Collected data
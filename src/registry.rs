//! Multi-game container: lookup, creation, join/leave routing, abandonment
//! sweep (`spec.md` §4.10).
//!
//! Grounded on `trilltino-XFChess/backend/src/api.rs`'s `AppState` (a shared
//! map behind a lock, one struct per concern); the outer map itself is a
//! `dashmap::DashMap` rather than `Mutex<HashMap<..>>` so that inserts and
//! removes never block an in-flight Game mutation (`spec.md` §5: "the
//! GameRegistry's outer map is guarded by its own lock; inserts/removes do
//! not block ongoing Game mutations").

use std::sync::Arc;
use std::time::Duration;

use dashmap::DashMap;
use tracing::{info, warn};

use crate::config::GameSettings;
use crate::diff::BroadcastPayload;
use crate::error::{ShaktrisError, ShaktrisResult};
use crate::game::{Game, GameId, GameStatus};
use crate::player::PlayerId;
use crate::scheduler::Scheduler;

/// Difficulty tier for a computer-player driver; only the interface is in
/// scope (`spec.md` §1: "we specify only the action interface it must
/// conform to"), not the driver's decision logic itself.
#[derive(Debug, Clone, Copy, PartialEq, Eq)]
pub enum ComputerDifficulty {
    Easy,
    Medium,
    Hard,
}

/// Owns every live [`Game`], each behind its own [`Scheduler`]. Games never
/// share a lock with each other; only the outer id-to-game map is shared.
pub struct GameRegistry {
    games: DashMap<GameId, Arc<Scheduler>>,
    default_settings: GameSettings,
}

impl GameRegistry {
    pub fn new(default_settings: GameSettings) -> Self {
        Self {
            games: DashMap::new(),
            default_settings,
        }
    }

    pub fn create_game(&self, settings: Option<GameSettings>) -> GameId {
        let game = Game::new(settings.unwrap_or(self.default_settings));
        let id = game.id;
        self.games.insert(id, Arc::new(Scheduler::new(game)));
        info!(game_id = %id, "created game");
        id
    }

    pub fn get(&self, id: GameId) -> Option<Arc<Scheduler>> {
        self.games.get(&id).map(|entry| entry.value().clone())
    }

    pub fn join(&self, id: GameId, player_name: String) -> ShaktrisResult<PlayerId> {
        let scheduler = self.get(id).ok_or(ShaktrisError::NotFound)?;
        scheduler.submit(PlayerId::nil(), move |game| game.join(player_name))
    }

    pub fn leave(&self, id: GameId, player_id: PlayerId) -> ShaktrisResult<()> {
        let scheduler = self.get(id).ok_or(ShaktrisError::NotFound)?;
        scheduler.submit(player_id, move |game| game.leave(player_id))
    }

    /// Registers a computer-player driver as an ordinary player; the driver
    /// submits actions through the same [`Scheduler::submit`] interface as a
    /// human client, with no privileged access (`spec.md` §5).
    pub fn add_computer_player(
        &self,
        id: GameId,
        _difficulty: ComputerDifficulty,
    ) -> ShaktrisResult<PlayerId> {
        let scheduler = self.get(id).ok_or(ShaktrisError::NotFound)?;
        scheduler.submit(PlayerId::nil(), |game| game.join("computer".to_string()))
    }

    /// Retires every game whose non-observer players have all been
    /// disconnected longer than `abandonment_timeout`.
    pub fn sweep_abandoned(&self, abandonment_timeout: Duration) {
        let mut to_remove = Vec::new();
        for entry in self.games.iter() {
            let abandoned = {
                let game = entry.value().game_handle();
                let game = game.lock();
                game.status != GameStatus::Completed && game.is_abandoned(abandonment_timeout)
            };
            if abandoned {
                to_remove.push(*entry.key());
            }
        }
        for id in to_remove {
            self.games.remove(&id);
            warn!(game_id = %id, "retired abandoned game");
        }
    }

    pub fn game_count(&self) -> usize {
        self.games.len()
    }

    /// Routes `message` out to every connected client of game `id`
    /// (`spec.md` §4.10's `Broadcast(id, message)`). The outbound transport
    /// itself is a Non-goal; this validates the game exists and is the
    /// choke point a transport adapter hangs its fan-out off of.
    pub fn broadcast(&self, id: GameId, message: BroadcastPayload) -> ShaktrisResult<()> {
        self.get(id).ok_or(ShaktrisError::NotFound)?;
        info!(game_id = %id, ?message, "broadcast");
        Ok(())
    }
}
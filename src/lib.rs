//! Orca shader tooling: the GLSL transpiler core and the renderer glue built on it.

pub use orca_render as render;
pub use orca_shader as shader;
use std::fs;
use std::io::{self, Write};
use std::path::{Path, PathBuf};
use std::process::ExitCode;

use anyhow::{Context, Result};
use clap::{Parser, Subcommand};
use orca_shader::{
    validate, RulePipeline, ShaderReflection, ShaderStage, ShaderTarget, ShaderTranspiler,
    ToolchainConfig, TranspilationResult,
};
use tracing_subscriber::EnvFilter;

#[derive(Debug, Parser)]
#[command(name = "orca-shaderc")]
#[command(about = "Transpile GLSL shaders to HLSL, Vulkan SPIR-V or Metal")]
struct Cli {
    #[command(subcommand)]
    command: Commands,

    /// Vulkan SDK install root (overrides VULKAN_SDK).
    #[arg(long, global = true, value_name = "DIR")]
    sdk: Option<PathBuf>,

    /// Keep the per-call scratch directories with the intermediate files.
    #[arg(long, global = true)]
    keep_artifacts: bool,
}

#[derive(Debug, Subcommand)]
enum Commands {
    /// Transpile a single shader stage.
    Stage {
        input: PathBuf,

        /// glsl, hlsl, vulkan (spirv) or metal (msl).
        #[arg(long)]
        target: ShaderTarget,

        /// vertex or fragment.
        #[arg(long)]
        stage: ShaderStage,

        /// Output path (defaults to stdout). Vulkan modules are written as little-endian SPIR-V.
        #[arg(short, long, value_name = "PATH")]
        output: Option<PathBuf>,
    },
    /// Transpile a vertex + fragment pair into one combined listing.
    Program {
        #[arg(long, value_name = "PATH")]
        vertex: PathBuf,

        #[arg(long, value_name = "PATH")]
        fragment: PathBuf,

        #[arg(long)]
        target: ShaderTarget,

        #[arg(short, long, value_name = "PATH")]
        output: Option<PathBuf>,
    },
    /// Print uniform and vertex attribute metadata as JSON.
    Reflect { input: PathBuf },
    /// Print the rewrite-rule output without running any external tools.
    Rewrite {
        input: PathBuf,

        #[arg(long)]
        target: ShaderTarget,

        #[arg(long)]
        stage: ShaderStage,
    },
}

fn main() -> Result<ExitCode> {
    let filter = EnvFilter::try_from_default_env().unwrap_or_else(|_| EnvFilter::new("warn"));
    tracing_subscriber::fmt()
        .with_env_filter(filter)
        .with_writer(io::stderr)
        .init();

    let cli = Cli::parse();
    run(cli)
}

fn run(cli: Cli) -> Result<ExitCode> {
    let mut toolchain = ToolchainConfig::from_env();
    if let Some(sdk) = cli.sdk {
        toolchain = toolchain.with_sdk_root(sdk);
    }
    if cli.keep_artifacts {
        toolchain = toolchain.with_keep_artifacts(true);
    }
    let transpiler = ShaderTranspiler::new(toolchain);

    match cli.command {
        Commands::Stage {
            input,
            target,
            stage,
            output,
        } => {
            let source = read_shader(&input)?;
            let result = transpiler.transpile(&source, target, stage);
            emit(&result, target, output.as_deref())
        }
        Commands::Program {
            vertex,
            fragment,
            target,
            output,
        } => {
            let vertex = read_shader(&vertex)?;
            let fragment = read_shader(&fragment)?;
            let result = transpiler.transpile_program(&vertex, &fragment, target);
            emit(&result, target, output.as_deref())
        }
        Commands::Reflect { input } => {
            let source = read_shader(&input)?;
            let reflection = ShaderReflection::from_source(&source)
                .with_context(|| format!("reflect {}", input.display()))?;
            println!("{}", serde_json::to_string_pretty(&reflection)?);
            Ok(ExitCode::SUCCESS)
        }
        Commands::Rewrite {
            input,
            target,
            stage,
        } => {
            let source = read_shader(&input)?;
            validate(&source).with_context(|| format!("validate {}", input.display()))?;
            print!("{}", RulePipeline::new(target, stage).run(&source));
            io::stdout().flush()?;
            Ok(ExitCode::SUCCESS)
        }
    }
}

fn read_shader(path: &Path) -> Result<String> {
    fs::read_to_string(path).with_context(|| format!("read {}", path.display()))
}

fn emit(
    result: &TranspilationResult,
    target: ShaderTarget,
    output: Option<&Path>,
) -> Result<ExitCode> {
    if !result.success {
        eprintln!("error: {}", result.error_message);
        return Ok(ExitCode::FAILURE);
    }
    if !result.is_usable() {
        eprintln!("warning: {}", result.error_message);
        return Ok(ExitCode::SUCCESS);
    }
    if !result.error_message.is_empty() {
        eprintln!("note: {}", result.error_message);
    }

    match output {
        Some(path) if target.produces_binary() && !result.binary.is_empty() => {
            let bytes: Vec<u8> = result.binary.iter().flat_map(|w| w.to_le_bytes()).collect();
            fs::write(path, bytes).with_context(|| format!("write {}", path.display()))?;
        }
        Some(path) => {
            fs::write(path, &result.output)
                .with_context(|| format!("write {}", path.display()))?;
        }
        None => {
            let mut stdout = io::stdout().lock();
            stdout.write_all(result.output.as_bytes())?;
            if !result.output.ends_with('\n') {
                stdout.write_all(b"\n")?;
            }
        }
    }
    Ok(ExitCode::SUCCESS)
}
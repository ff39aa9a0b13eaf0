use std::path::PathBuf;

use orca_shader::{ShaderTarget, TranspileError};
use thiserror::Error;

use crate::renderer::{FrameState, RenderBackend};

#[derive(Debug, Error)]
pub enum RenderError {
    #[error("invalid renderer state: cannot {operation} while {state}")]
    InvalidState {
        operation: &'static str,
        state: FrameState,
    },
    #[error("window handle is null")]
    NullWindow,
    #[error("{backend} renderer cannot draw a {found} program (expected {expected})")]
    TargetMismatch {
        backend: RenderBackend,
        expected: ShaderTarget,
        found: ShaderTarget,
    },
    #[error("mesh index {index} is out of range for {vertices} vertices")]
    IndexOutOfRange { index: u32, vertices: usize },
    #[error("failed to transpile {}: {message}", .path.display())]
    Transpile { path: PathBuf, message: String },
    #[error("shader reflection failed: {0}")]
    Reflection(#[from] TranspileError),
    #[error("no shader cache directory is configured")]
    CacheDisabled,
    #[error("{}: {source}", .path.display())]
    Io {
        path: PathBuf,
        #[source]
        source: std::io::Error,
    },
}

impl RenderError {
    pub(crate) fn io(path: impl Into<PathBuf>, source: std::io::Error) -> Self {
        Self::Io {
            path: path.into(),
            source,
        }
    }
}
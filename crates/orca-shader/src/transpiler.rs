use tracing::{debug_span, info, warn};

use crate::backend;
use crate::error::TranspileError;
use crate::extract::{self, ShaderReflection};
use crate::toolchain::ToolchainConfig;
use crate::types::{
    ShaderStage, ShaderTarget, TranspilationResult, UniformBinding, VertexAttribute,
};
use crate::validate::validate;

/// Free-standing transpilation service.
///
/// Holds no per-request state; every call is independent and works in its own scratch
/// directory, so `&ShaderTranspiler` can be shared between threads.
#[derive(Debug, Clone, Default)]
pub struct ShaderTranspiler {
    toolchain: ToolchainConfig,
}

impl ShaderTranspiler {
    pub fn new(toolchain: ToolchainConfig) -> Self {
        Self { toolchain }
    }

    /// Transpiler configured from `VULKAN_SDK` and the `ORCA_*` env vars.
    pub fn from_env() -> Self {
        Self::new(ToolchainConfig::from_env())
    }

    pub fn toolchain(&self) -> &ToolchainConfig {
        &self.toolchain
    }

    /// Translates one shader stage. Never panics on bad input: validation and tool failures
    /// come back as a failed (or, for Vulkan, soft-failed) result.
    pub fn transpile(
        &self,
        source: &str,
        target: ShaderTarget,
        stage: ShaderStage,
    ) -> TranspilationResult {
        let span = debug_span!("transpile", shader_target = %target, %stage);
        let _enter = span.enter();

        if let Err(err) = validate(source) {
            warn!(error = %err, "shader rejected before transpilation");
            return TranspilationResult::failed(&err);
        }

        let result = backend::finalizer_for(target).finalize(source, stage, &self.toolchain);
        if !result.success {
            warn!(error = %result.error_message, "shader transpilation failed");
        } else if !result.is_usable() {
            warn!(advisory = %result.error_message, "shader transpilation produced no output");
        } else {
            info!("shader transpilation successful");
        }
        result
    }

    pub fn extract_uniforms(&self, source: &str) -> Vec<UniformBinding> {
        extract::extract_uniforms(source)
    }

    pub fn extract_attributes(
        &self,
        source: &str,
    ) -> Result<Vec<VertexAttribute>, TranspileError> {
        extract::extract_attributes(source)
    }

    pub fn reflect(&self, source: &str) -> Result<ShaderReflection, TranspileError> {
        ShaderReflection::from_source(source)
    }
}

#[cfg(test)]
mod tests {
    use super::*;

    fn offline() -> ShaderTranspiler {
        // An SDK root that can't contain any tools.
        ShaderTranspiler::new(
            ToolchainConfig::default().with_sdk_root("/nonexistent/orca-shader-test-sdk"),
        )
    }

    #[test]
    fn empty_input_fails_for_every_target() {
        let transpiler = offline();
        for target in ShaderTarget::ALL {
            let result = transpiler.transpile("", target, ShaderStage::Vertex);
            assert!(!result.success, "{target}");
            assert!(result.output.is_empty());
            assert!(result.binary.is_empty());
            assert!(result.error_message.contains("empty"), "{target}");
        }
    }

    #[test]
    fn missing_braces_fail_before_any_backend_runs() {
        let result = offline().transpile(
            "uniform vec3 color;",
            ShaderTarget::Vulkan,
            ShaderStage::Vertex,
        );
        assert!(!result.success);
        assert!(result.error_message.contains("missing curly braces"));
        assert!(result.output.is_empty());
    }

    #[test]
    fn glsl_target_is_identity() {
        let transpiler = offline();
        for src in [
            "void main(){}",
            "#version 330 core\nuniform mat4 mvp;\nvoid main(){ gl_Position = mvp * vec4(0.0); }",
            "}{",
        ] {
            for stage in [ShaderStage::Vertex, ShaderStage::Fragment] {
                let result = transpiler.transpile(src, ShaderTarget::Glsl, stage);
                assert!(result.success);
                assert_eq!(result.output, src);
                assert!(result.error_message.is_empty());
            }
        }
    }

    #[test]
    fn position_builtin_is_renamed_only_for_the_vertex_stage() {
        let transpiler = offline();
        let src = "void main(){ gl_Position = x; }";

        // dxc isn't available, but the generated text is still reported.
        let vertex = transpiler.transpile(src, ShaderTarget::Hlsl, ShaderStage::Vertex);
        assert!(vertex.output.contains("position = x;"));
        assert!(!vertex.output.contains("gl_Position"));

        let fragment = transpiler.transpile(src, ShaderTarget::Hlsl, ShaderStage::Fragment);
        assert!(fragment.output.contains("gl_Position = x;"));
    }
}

## EXERCISE DIRECTIONS
The expected output is the run of lines from the one holding "assert!(result.success);" to the last line of the entries above, each reproduced character for character.

## REPLY
                assert!(result.success);
                assert_eq!(result.output, src);
                assert!(result.error_message.is_empty());
            }
        }
    }

    #[test]
    fn position_builtin_is_renamed_only_for_the_vertex_stage() {
        let transpiler = offline();
        let src = "void main(){ gl_Position = x; }";

        // dxc isn't available, but the generated text is still reported.
        let vertex = transpiler.transpile(src, ShaderTarget::Hlsl, ShaderStage::Vertex);
        assert!(vertex.output.contains("position = x;"));
        assert!(!vertex.output.contains("gl_Position"));

        let fragment = transpiler.transpile(src, ShaderTarget::Hlsl, ShaderStage::Fragment);
        assert!(fragment.output.contains("gl_Position = x;"));
    }
}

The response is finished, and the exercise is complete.